(TASK DATA Opens)

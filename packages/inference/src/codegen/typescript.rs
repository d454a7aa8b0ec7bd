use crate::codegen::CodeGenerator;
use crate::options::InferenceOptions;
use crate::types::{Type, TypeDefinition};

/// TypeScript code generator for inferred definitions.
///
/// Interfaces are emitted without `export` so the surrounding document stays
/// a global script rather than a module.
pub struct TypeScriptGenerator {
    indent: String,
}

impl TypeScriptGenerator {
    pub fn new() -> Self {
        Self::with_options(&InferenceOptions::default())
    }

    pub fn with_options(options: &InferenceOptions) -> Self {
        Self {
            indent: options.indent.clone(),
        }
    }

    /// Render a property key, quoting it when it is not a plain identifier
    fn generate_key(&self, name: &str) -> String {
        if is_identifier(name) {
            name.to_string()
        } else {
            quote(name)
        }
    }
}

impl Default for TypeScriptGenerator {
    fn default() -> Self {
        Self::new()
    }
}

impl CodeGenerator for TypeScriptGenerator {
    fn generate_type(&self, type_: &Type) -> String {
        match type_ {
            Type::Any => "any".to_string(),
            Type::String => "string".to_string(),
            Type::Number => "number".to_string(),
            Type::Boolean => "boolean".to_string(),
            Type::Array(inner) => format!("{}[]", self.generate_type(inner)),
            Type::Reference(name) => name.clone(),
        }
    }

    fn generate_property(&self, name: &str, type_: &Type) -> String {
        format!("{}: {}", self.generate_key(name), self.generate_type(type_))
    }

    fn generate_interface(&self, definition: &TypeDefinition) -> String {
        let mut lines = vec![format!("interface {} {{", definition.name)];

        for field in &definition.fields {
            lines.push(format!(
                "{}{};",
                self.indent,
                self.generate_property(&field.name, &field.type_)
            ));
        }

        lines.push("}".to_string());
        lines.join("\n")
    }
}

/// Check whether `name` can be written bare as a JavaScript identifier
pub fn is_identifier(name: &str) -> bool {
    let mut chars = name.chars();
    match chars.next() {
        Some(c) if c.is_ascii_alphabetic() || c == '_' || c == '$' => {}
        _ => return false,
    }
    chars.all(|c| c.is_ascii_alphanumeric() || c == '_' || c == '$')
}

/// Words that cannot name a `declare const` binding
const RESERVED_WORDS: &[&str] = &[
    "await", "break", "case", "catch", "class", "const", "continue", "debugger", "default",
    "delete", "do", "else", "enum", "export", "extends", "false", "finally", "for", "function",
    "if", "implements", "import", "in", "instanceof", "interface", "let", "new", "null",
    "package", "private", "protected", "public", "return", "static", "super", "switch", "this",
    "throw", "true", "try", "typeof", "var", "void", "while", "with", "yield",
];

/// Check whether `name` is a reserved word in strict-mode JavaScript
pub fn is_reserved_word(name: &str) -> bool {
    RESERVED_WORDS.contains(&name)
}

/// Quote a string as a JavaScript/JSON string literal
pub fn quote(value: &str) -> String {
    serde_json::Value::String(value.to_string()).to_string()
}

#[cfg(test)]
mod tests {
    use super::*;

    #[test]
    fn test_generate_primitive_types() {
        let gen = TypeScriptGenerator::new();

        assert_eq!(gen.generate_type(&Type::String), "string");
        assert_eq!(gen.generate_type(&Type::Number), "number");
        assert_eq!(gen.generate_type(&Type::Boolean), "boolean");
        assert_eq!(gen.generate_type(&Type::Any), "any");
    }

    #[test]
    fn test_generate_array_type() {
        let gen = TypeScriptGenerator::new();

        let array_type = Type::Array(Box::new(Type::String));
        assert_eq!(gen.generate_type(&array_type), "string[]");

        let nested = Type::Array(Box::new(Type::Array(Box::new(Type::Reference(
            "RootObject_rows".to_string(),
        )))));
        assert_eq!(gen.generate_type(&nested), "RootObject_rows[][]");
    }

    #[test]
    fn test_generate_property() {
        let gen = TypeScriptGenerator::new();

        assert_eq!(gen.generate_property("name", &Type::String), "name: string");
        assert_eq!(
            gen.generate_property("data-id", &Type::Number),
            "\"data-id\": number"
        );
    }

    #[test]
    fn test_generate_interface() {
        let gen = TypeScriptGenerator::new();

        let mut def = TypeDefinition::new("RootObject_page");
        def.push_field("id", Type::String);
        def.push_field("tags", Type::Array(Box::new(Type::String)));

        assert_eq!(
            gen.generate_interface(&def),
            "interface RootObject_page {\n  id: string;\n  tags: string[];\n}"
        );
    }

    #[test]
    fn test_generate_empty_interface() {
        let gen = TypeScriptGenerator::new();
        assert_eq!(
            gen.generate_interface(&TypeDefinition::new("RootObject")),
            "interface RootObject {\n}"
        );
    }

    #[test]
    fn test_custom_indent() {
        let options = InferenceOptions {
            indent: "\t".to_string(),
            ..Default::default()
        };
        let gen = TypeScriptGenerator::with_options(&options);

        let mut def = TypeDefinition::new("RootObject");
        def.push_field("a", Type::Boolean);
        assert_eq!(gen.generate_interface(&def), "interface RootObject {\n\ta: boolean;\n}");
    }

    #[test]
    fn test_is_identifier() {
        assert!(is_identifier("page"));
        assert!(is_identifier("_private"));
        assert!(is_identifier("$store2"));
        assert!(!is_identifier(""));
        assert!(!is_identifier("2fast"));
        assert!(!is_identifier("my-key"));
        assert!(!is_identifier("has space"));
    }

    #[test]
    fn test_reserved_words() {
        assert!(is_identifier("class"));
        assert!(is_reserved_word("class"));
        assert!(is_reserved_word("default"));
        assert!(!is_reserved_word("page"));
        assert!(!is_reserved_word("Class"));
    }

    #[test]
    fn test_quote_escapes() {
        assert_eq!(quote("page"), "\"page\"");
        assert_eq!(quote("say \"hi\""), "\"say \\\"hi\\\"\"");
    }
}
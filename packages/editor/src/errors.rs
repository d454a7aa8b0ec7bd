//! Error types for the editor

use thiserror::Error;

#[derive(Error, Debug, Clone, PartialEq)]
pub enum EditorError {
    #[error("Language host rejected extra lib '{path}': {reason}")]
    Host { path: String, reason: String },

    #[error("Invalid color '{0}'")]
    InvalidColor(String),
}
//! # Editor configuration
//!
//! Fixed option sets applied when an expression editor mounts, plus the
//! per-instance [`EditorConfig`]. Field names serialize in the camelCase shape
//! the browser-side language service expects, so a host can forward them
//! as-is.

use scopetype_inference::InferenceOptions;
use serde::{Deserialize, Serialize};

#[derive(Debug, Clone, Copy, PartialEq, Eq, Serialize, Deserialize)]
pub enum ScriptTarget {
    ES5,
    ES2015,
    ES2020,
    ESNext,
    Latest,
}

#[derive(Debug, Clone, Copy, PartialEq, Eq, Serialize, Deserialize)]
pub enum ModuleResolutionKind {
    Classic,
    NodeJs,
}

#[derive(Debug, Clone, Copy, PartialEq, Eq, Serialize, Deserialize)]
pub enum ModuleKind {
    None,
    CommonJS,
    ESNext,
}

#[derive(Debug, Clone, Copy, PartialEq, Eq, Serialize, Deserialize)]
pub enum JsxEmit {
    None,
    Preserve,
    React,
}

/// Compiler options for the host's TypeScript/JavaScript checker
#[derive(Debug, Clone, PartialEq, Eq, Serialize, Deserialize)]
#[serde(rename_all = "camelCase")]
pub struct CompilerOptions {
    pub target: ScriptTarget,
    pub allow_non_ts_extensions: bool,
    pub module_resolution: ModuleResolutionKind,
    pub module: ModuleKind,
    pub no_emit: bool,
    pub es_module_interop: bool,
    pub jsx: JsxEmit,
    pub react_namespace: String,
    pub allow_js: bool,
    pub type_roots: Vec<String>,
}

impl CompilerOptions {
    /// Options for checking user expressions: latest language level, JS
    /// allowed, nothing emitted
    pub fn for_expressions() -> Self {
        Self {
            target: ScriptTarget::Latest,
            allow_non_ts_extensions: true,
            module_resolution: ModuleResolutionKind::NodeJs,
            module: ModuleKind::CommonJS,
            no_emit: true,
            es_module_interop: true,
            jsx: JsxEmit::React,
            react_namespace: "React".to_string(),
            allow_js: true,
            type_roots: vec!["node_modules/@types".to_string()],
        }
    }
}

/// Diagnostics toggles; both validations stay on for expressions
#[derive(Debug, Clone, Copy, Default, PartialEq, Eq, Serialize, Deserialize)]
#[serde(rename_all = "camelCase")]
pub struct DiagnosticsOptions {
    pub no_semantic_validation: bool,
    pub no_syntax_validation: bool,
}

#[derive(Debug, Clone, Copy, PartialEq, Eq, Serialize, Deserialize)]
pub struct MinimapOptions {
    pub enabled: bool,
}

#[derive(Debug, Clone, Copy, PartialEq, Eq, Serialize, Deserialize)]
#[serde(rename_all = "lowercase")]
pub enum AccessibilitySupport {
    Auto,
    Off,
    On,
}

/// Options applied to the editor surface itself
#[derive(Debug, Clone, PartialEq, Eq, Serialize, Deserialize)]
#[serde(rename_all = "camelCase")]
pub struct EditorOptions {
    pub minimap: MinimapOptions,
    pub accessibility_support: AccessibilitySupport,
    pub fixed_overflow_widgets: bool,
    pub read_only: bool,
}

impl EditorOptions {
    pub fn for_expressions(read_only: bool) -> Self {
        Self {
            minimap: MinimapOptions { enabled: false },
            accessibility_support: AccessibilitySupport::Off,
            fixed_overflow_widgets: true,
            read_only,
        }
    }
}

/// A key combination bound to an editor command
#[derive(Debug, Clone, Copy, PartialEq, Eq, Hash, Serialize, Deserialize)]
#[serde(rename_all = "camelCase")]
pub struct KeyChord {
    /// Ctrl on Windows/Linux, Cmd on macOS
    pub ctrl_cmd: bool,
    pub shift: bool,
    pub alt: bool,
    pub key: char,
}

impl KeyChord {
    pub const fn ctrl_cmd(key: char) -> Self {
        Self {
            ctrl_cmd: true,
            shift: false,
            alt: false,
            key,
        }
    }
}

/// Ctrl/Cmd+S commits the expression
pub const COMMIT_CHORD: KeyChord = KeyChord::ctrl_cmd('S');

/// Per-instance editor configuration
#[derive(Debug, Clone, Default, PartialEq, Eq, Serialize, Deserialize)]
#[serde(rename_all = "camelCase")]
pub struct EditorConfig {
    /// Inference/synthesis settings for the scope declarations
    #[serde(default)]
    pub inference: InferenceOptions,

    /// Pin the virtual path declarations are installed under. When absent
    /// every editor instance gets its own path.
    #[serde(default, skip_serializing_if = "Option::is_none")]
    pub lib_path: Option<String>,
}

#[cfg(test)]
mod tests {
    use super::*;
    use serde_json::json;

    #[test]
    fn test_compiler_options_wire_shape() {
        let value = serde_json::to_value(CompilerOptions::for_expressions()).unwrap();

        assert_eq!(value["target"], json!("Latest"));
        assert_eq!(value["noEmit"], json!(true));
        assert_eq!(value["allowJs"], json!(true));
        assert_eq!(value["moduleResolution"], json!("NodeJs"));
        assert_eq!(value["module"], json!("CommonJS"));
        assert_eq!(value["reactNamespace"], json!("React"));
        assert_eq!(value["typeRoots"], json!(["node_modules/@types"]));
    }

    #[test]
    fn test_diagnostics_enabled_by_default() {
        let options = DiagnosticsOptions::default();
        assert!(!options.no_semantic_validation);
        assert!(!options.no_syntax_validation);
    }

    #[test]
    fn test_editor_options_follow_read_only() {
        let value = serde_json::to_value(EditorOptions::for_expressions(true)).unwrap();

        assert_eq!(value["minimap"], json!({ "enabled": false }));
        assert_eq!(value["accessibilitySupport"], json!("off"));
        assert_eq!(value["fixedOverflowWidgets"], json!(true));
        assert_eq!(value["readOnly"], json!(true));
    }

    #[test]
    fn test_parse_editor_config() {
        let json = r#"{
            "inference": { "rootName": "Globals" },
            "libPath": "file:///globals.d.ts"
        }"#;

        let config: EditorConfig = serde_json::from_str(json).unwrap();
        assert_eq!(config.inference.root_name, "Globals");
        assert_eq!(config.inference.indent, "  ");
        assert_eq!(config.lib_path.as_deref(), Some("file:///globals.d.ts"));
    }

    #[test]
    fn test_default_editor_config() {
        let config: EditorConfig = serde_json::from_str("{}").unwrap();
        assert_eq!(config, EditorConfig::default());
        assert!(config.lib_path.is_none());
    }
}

(TASK DATA Closes)

→ REQUIRED WORK:
Search the entries for the word "const", then list each line that holds it.

→ EXERCISE OUTPUT:
/// Words that cannot name a `declare const` binding
const RESERVED_WORDS: &[&str] = &[
    "await", "break", "case", "catch", "class", "const", "continue", "debugger", "default",
    pub const fn ctrl_cmd(key: char) -> Self {
pub const COMMIT_CHORD: KeyChord = KeyChord::ctrl_cmd('S');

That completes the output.